Читать книгу Deja que entre el sol - Patricia A. Miller - Страница 21
16. JC
Оглавление—Creía que no ibas a salir esta noche —murmuró mamá al verme pasar de camino a la puerta.
—Es sábado. He cambiado de idea. —Y había sido una decisión de la que acabaría arrepintiéndome, pero…—. No volveré tarde.
—Es bonita, ¿verdad? —Mi madre no apartó la mirada del calcetín que estaba zurciendo junto a la ventana, pero su sonrisa fue dulce y pícara al mismo tiempo—. Podrías traerla a casa algún día.
—¿A quién? —pregunté con los ojos muy abiertos.
—¿A quién va a ser? A esa chica.
—¿A qué chica? No hay ninguna chica —gruñí.
—Oh, vamos, JC. No pasa nada. Papá no tiene por qué enterarse si no quieres, pero a mí puedes contármelo. Hace semanas que no te llevas la comida. ¿Crees que no me doy cuenta? Y, sin embargo, mírate. Estás cogiendo peso, estás más guapo. Eso solo lo puede conseguir una mujer, hijo.
Terminó de zurcir y cambió el calcetín por una de mis camisetas. Yo continuaba parado en el recibidor, con una mano en la manilla y una sensación de extraña irrealidad. No había chica, pero sí la había. No era más que una niña, pero no lo era. No quería tener nada que ver con ella, pero iba a volver a la feria porque sabía que la encontraría allí otra vez.
—¿Cómo se llama?
Parpadeé para salir del aturdimiento y vi a mi madre mirándome, expectante, ilusionada. Tenía ojeras y parecía más encorvada de lo habitual. Le gustaba sentarse junto a la ventana porque decía que tenía mejor luz, pero yo sabía que lo hacía para poder ver a mi padre volver sano y salvo del trabajo. Sentí una profunda lástima por ella, por verse relegada a sufrir por nosotros.
Yo no le haría eso a ninguna mujer. Con mi madre ya era suficiente.
—No hay ninguna chica, mamá —le respondí con suavidad y me acerqué a darle un beso en la frente—. Solo voy a tomar una cerveza con los chicos y volveré enseguida, ¿de acuerdo?
—Dile cosas lindas y sé bueno con ella. Sé siempre un caballero, cariño.
Me quedé sentado en el coche sin saber qué demonios estaba haciendo en realidad. Margot había dicho que iba a una fiesta junto al recinto de la feria, que se quedaría a dormir en casa de una de sus amigas y que quería ver salir el sol. Le dije que no tenía edad para ir a esas fiestas y ella se rio de mí, hasta yo me habría reído de mí si no hubiera estado tan cabreado.

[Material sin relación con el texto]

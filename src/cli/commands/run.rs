//! Synthetic workload runner
//!
//! Spreads sleeping jobs across a set of `JobsExecutor`s sharing one pool,
//! plus one batch submitted directly and tracked with a `JobCounter`, then
//! reports what ran.

use anyhow::Result;
use clap::Args;
use serde::Serialize;
use std::path::Path;
use std::sync::Arc;
use std::sync::atomic::{AtomicBool, AtomicUsize, Ordering};
use std::thread;
use std::time::{Duration, Instant};
use tracing::{debug, info};

use crate::cli::Output;
use crate::config::PoolConfig;
use crate::parallel::{JobCounter, JobsExecutor, WorkerPool};

#[derive(Args)]
pub struct RunArgs {
    /// Number of worker threads (overrides configuration, 0 = one per CPU)
    #[arg(short, long)]
    pub workers: Option<usize>,

    /// Number of jobs to submit
    #[arg(short, long, default_value_t = 100)]
    pub jobs: usize,

    /// How long each job sleeps, in milliseconds
    #[arg(long, default_value_t = 10)]
    pub job_ms: u64,

    /// Number of executors sharing the pool
    #[arg(short, long, default_value_t = 2)]
    pub executors: usize,

    /// Make the first N jobs panic
    #[arg(long, default_value_t = 0)]
    pub fail: usize,

    /// Print the report as JSON
    #[arg(long)]
    pub json: bool,
}

#[derive(Debug, Serialize)]
pub struct RunReport {
    pub workers: usize,
    pub executors: usize,
    pub jobs: usize,
    pub completed: usize,
    pub failed: usize,
    pub peak_busy_workers: usize,
    pub elapsed_ms: u128,
}

pub fn execute(args: RunArgs, custom_config: Option<&Path>, output: &Output) -> Result<()> {
    let mut config = PoolConfig::load(custom_config)?;
    if let Some(workers) = args.workers {
        config.workers = workers;
    }
    if args.fail > args.jobs {
        anyhow::bail!("Cannot fail {} jobs out of {}", args.fail, args.jobs);
    }

    let pool = WorkerPool::with_config(&config)?;
    info!(
        workers = pool.num_workers(),
        jobs = args.jobs,
        executors = args.executors,
        "starting workload"
    );

    let report = run_workload(&pool, &args);
    print_report(&report, args.json, output)?;

    if report.failed > 0 {
        anyhow::bail!("{} of {} jobs failed", report.failed, report.jobs);
    }
    if report.completed != report.jobs {
        anyhow::bail!("Only {} of {} jobs completed", report.completed, report.jobs);
    }
    Ok(())
}

fn run_workload(pool: &WorkerPool, args: &RunArgs) -> RunReport {
    let completed = Arc::new(AtomicUsize::new(0));
    let job_duration = Duration::from_millis(args.job_ms);
    let started = Instant::now();

    let executors: Vec<JobsExecutor<'_>> =
        (0..args.executors).map(|_| JobsExecutor::new(pool)).collect();
    let direct = JobCounter::new();
    let sampling = AtomicBool::new(true);
    let peak_busy = AtomicUsize::new(0);

    thread::scope(|s| {
        s.spawn(|| {
            while sampling.load(Ordering::Acquire) {
                peak_busy.fetch_max(pool.num_busy_workers(), Ordering::Relaxed);
                thread::sleep(Duration::from_millis(1));
            }
        });

        // one slot per executor plus the directly submitted batch
        let lanes = executors.len() + 1;
        for index in 0..args.jobs {
            let completed = completed.clone();
            let fails = index < args.fail;
            let job = move || {
                thread::sleep(job_duration);
                if fails {
                    panic!("injected failure in job {index}");
                }
                completed.fetch_add(1, Ordering::Relaxed);
            };

            match executors.get(index % lanes) {
                Some(executor) => executor.submit(job),
                None => {
                    let guard = direct.track();
                    pool.submit(move || {
                        // released on unwind as well
                        let _guard = guard;
                        job();
                    });
                }
            }
        }

        for (lane, executor) in executors.iter().enumerate() {
            executor.drain();
            debug!(lane, "executor drained");
        }
        direct.wait_for_completion();
        debug!("direct batch drained");

        pool.drain();
        sampling.store(false, Ordering::Release);
    });

    RunReport {
        workers: pool.num_workers(),
        executors: args.executors,
        jobs: args.jobs,
        completed: completed.load(Ordering::Relaxed),
        failed: pool.take_failures().len(),
        peak_busy_workers: peak_busy.load(Ordering::Relaxed),
        elapsed_ms: started.elapsed().as_millis(),
    }
}

fn print_report(report: &RunReport, json: bool, output: &Output) -> Result<()> {
    if json {
        println!("{}", serde_json::to_string_pretty(report)?);
        return Ok(());
    }

    output.header("Workload Report");
    output.key_value("Workers:", &report.workers.to_string(), false);
    output.key_value("Executors:", &report.executors.to_string(), false);
    output.key_value("Jobs submitted:", &report.jobs.to_string(), false);
    output.key_value("Jobs completed:", &report.completed.to_string(), true);
    output.key_value("Peak busy workers:", &report.peak_busy_workers.to_string(), false);
    output.key_value("Elapsed:", &format!("{} ms", report.elapsed_ms), false);
    output.blank_line();

    if report.failed == 0 {
        output.status_indicator("OK", "all jobs completed", true);
    } else {
        output.status_indicator("FAILED", &format!("{} jobs panicked", report.failed), false);
    }
    Ok(())
}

«¿Y por qué debería importarme lo que hace o deja de hacer Margot?», me pregunté con las manos en el volante, sin arrancar. Porque era una niña de dieciséis años, porque era vulnerable y yo había prometido velar por las vidas de los indefensos en el juramento de la academia de bomberos.
«¡Y una mierda!». ¿A quién pretendía engañar? Lo único que podía pensar era en tocarla, en besarla, en susurrarle todas esas cosas de las que hablaba mi madre y muchas otras que de lindas no tenían nada.
—¿Qué estoy haciendo?
Me froté la cara con las manos, con frustración, con rabia. Era un maldito idiota. No podía presentarme en esa fiesta sin más. Me gustaba Margot, sí, pero no iba a suceder nada. Me preocupaba que pudiera pasarle algo, pero ya era mayorcita para saber dónde se metía. Ya era mayorcita para…
—¡Joder! —Golpeé el volante y arranqué.
¡No era mayorcita para nada! Cualquiera podía aprovecharse de ella. ¡No conocía a los hombres! Margot solo era un apetitoso bocadito de nata en medio de una bandeja de pasteles, ¡y a los hombres les gustaba demasiado el dulce!
Incluso a mí había terminado por gustarme el dulce.